Tuesday, December 16, 2014

Thompson Springs



The first thing that one notices when they drive through Thompson Springs is the abundance of single-wide trailers and junk. The vacated buildings certainly outnumber the inhabited ones. I was surprised to see one house, probably built in the thirties and hadn't seen a paint-job since, with new curtains in the window and a vase holding a fresh rose.

I drive a long Bogart Avenue, one of the main roads, yet it only lasts a block or two. On one side there are single-wide trailers, one with an old picket fence that is falling down. Other trailers are obviously vacant, the yard and garden and dog-house next to them out of use for years. The opposite side of the road looks like a storage lot for equipment and old vehicles.



The town has certainly seen better days. Honestly, when I came here, I wasn't expecting to find anyone. I was surprised to see a gas station and a handful of dwellings that were inhabited. I knew that a scene from the movie Thelma and Louise was filmed here: the bar scene. I think they may have revamped one of the old cafe's in town.

Thompson has been at the crossroads for some time now. A few miles up the canyon, Ute, Fremont, and Barrier Canyon Indians have left their markings on the rocks. In 1870, E.W. Thompson was the first white man to establish a residence at the springs. The Denver Rio Grand Rail Company built a rail station here in the 1890's, which became a key to Thompson's early success.

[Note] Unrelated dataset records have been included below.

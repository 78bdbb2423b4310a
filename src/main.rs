use std::path::PathBuf;
use std::sync::Arc;

use anyhow::{Context, Result, bail};
use clap::Parser;
use tracing_subscriber::EnvFilter;

use boardbot::config::BotConfig;
use boardbot::github::GitHubClient;
use boardbot::mirror::BoardMirror;
use boardbot::policy::PolicyEngine;
use boardbot::server::{self, AppState};
use boardbot::teams::TeamDirectory;

#[derive(Parser)]
#[command(name = "boardbot")]
#[command(version, about = "Webhook bot that mirrors a GitHub project board")]
struct Cli {
    /// Path to the TOML configuration file.
    #[arg(short, long, default_value = "boardbot.toml")]
    config: PathBuf,

    /// Override the configured listen port.
    #[arg(short, long)]
    port: Option<u16>,

    /// Log at debug level (RUST_LOG still takes precedence).
    #[arg(short, long)]
    verbose: bool,
}

#[tokio::main]
async fn main() -> Result<()> {
    let cli = Cli::parse();

    let default_level = if cli.verbose { "debug" } else { "info" };
    tracing_subscriber::fmt()
        .with_env_filter(
            EnvFilter::try_from_default_env().unwrap_or_else(|_| EnvFilter::new(default_level)),
        )
        .init();

    let config = BotConfig::load(&cli.config)?;
    let problems = config.validate();
    if !problems.is_empty() {
        bail!("invalid configuration: {}", problems.join("; "));
    }
    let port = cli.port.unwrap_or(config.port);

    let api = Arc::new(GitHubClient::new(&config)?);

    // Bootstrap. Failure here is fatal: the supervisor restarts the
    // process rather than letting it serve from a partial snapshot.
    let teams = TeamDirectory::load(api.as_ref(), &config.qa_team, &config.dev_team)
        .await
        .context("failed to load team metadata")?;
    let mirror = Arc::new(BoardMirror::new(api));
    mirror
        .refresh(&config.organization, &config.project)
        .await
        .context("failed to bootstrap the board mirror")?;
    tracing::info!("initialized successfully");

    let policy = PolicyEngine::new(
        mirror.clone(),
        teams,
        config.developing_column.clone(),
        config.testing_column.clone(),
    );
    let state = Arc::new(AppState {
        mirror,
        policy,
        webhook_secret: config.webhook_secret.clone(),
        organization: config.organization.clone(),
    });

    server::serve(state, port).await
}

The railroad still runs through Thompson, but no longer stops. The rail station was moved twenty-one miles away in Green River. As I cross the tracks on the north side of Main Street, a kid on a custom-built bike with an extended front wheel passes me going the other way. It is a reminder that people actually live here, and the kids have got to find things to do.

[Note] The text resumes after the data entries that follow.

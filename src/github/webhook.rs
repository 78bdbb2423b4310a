//! Webhook delivery verification and payload types.
//!
//! GitHub signs each delivery with HMAC-SHA256 over the raw body and sends
//! the hex digest in `X-Hub-Signature-256` as `sha256=<hex>`. Verification
//! must happen on the raw bytes before any JSON parsing.

use hmac::{Hmac, Mac};
use serde::Deserialize;
use sha2::Sha256;
use thiserror::Error;

use super::ProjectCard;

pub const SIGNATURE_HEADER: &str = "x-hub-signature-256";
pub const EVENT_HEADER: &str = "x-github-event";

/// A rejected delivery. Surfaced to the sender as a 400 with the message
/// as the body; everything else about a delivery is fire-and-forget.
#[derive(Debug, Error)]
pub enum PayloadInvalid {
    #[error("missing {SIGNATURE_HEADER} header")]
    MissingSignature,

    #[error("malformed signature header")]
    MalformedSignature,

    #[error("signature mismatch")]
    SignatureMismatch,

    #[error("failed to parse webhook payload: {0}")]
    Parse(#[from] serde_json::Error),
}

/// Verify a delivery signature against the shared secret.
pub fn verify_signature(
    secret: &str,
    body: &[u8],
    header: Option<&str>,
) -> Result<(), PayloadInvalid> {
    let header = header.ok_or(PayloadInvalid::MissingSignature)?;
    let hex_digest = header
        .strip_prefix("sha256=")
        .ok_or(PayloadInvalid::MalformedSignature)?;
    let expected = hex::decode(hex_digest).map_err(|_| PayloadInvalid::MalformedSignature)?;

    let mut mac = Hmac::<Sha256>::new_from_slice(secret.as_bytes())
        .map_err(|_| PayloadInvalid::MalformedSignature)?;
    mac.update(body);
    // verify_slice is constant-time.
    mac.verify_slice(&expected)
        .map_err(|_| PayloadInvalid::SignatureMismatch)
}

/// Compute the `sha256=<hex>` signature value for a body. Used by tests to
/// produce valid deliveries.
pub fn sign(secret: &str, body: &[u8]) -> String {
    let mut mac =
        Hmac::<Sha256>::new_from_slice(secret.as_bytes()).expect("HMAC accepts any key length");
    mac.update(body);
    format!("sha256={}", hex::encode(mac.finalize().into_bytes()))
}

// ── Payload types ─────────────────────────────────────────────────────

#[derive(Debug, Clone, Deserialize)]
pub struct Account {
    pub login: String,
}

/// The issue embedded in an issues event (subset of fields).
#[derive(Debug, Clone, Deserialize)]
pub struct Issue {
    /// Canonical API URL; cards reference it through `content_url`.
    pub url: String,
    pub title: String,
    pub state: String,
    #[serde(default)]
    pub assignees: Vec<Account>,
}

#[derive(Debug, Clone, Deserialize)]
pub struct IssuesEvent {
    pub action: String,
    pub issue: Issue,
}

#[derive(Debug, Clone, Deserialize)]
pub struct ProjectCardEvent {
    pub action: String,
    pub project_card: ProjectCard,
    #[serde(default)]
    pub organization: Option<Account>,
}
//! Snapshot of the QA and Dev team memberships.
//!
//! Loaded once at bootstrap; membership checks afterwards are pure lookups
//! against the snapshot, never remote calls.

use std::collections::HashSet;

use crate::errors::GitHubError;
use crate::github::BoardApi;

pub struct TeamDirectory {
    qa: HashSet<String>,
    dev: HashSet<String>,
}

impl TeamDirectory {
    /// Build a directory from already-known member logins.
    pub fn from_members<I, J>(qa: I, dev: J) -> Self
    where
        I: IntoIterator<Item = String>,
        J: IntoIterator<Item = String>,
    {
        Self {
            qa: qa.into_iter().collect(),
            dev: dev.into_iter().collect(),
        }
    }

    /// Page both configured teams' member lists into a fresh snapshot.
    pub async fn load(
        api: &dyn BoardApi,
        qa_team: &str,
        dev_team: &str,
    ) -> Result<Self, GitHubError> {
        let qa = api.list_team_members(qa_team).await?;
        let dev = api.list_team_members(dev_team).await?;
        Ok(Self::from_members(qa, dev))
    }

    pub fn is_qa(&self, login: &str) -> bool {
        self.qa.contains(login)
    }

    pub fn is_dev(&self, login: &str) -> bool {
        self.dev.contains(login)
    }
}

#[cfg(test)]
mod tests {
    use super::*;
    use crate::github::stub::StubBoard;

    #[test]
    fn membership_is_a_pure_lookup() {
        let teams = TeamDirectory::from_members(
            vec!["tess".to_string()],
            vec!["devin".to_string(), "tess".to_string()],
        );
        assert!(teams.is_qa("tess"));
        assert!(!teams.is_qa("devin"));
        assert!(teams.is_dev("devin"));
        // A login may sit in both teams.
        assert!(teams.is_dev("tess"));
        assert!(!teams.is_dev("stranger"));
    }

    #[tokio::test]
    async fn load_pulls_both_configured_teams() {
        let api = StubBoard {
            teams: [
                ("qa".to_string(), vec!["tess".to_string()]),
                ("developers".to_string(), vec!["devin".to_string()]),
            ]
            .into(),
            ..StubBoard::default()
        };

        let teams = TeamDirectory::load(&api, "qa", "developers").await.unwrap();
        assert!(teams.is_qa("tess"));
        assert!(teams.is_dev("devin"));
        assert!(!teams.is_qa("devin"));
    }
}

Have I said how remote Thompson is? The nearest town is Green River, population 929. Moab is 35 miles to the south, Price is 90 miles to the west-north-west, and Grand Junction is 77 miles to the east. Any civilization to the north in inaccessible.

As I drive down Main Street, I realize that Thompson was a much more thriving place than it is now. I pass a motel, grocery store, cafe, and several houses, all in disrepair and vacated for quite some time. The townsfolk probably have to drive to Moab for groceries now. There is one hotel, or more likely a bed and breakfast, that looks like it has been restored to its former glory.

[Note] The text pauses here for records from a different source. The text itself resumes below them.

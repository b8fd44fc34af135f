// File: crates/crosshair-core/src/lib.rs
// Summary: Crosshair cursor overlay for line charts; hit-testing, point registry, overlay state and notifications.

pub mod config;
pub mod cursor;
pub mod error;
pub mod geometry;
pub mod notify;
pub mod plugin;
pub mod registry;
pub mod renderer;

pub use config::{AxisMode, CrosshairOptions, CrosshairStyles, Extent, LineStyle, Rgba, SendDataOn, WrapperSelector};
pub use cursor::{CrosshairCursor, CursorView};
pub use error::{CrosshairError, Result};
pub use geometry::{is_within, matches, CursorPos, PixelPos};
pub use notify::{CrosshairEvent, EventSink, Hooks, Notifier};
pub use plugin::{ChartEvent, ChartPlugin, PointerEvent, Propagation};
pub use registry::{DataPoint, DrawEvent, DrawKind, PointRegistry, PointValue};
pub use renderer::{HeadlessRenderer, LineAxis, MarkId, NodeId, Renderer};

A small kiosk on the corner provides some useful information on the town. I was about to peruse the sign when the kid on the bike pulls next to me and asks, “Do you want to ride my chopper?”

The first thought that came to my mind: is this town so lonely that you stop strangers on the side of the road and ask them if they want to ride your bike? On the other hand, I was flattered that the thought would even cross his mind. I was far too sore to ride and odd-shaped bike, but it did lead to a good conversation with this fifteen year old kid, Brandon.

He was very excited to tell me all about his bike. “I got the parts from three different bikes. My friend put it together for me.”

“So they call that a chopper?” I asked, feeling a little bit stupid.

“Yeah,” he said, pulling a goat head out of his tire. “I hate these things. I've already had to pump my tire up once today. Check out these new add-ons.” He unscrewed the cap on the stem of his tire and handed it to me. A shiny new skull.

“Nice,” I said, examining it with my fingers. “So, how many people live in Thompson?”

“Twenty-seven.”

The answer was much lower than I expected. Just then, a girl in a white car passed the intersection. (This was the only vehicle to pass during our conversation.) “That's my sister,” he said. “She's a crazy driver. She got up to one hundred and eighty on the highway!”

“Are you related to the whole town?”

“No, but we know everyone.”

“So, where does everyone work,” I asked. “Do they work in the coal mines?”

“No. They work at the gas station.”

Before I left, Brandon asked me if I'd like to take his picture. I was glad to do it. It is a reminder to me of the living aspect of a town that is mostly dead. We shook hands and then he continued on, peddling on his one-speed chopper through ghostly streets.




On my way out of town, I passed the gas station, and as I was about to enter the freeway, I noticed the train coming from the west and about to enter town. I pulled over to look at it. The bright yellow engines moved distinctly across the desert, with the palisades of the Book Cliffs behind them. The horn of the engine blew several times, loud enough for me to hear. The clanking of wheels on the rails thumped swiftly. But I knew that this train would not be stopping at Thompson Springs. No, those day have long been over.